• [TRY IT] From the records, pick out and copy each line containing "SetBlockedUrLsParams".
*** Opening of THE DATA ***
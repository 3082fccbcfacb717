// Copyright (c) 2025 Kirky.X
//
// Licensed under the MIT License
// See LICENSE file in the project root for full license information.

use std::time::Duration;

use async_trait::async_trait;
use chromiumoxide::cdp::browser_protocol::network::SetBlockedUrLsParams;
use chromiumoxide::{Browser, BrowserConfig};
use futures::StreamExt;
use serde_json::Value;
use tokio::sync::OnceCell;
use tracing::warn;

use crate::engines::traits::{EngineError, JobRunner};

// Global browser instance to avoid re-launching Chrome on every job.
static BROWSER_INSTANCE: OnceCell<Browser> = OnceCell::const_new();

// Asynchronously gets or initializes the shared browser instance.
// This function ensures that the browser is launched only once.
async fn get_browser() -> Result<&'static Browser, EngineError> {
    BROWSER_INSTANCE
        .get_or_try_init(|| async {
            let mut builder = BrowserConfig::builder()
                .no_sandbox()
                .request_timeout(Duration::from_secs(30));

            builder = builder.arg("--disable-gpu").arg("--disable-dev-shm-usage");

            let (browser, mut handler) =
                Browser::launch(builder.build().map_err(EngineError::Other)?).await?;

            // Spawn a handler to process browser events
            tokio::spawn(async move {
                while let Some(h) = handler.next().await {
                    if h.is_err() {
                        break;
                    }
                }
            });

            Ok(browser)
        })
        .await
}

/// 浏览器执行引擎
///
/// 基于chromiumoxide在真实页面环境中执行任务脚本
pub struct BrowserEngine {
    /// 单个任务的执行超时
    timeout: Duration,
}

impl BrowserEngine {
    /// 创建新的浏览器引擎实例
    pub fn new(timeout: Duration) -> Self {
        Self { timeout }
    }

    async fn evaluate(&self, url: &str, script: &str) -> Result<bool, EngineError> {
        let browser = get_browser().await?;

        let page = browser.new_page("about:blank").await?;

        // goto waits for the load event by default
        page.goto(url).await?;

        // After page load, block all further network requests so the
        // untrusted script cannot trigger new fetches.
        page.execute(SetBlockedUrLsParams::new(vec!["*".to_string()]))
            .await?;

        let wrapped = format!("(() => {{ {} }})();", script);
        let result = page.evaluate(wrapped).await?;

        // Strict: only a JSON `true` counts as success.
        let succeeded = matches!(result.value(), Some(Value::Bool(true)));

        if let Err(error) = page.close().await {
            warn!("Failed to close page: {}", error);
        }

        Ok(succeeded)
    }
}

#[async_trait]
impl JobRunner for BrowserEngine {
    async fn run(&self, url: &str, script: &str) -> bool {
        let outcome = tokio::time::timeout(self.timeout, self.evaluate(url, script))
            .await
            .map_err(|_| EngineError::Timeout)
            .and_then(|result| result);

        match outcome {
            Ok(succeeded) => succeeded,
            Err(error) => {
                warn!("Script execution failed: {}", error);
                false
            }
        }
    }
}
*** Close of THE DATA ***
*** Opening of THE DATA ***
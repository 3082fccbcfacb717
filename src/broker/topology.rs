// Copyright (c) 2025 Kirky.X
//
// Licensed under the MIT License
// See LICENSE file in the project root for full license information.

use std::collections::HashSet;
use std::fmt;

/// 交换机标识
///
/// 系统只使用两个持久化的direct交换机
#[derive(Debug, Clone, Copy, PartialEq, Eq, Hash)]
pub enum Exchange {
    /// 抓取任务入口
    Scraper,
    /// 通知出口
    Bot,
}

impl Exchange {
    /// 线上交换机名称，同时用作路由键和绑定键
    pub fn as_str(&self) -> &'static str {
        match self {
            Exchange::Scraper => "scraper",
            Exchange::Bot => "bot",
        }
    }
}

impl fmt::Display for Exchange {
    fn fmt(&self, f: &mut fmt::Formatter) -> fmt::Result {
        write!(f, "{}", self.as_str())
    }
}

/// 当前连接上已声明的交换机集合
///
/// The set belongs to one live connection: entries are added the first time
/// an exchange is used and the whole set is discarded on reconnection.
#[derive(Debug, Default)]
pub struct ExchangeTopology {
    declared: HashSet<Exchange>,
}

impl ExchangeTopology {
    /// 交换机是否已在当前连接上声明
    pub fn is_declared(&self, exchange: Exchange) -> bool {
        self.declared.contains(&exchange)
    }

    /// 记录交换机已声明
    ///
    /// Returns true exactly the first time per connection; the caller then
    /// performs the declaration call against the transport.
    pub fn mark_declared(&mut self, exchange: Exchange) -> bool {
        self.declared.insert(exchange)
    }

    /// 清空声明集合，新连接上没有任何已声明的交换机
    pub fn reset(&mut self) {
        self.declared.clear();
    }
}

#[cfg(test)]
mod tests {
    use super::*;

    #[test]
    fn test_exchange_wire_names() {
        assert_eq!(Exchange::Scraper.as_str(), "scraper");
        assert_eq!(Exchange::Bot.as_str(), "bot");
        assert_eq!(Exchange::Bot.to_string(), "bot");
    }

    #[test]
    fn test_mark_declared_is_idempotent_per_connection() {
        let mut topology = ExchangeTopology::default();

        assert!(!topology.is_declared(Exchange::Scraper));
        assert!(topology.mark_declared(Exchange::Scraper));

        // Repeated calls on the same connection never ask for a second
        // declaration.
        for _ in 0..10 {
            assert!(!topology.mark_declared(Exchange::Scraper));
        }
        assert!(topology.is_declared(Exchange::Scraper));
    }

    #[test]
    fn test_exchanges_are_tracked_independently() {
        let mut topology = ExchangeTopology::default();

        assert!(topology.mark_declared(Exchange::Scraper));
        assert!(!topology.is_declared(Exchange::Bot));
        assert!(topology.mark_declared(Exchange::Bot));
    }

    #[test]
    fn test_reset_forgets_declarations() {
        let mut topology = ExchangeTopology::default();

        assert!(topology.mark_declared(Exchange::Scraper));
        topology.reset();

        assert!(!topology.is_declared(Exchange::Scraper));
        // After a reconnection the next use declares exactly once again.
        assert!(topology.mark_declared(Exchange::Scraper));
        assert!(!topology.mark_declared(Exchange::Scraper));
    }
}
*** Close of THE DATA ***
• [TASK RESULT]
use chromiumoxide::cdp::browser_protocol::network::SetBlockedUrLsParams;
        page.execute(SetBlockedUrLsParams::new(vec!["*".to_string()]))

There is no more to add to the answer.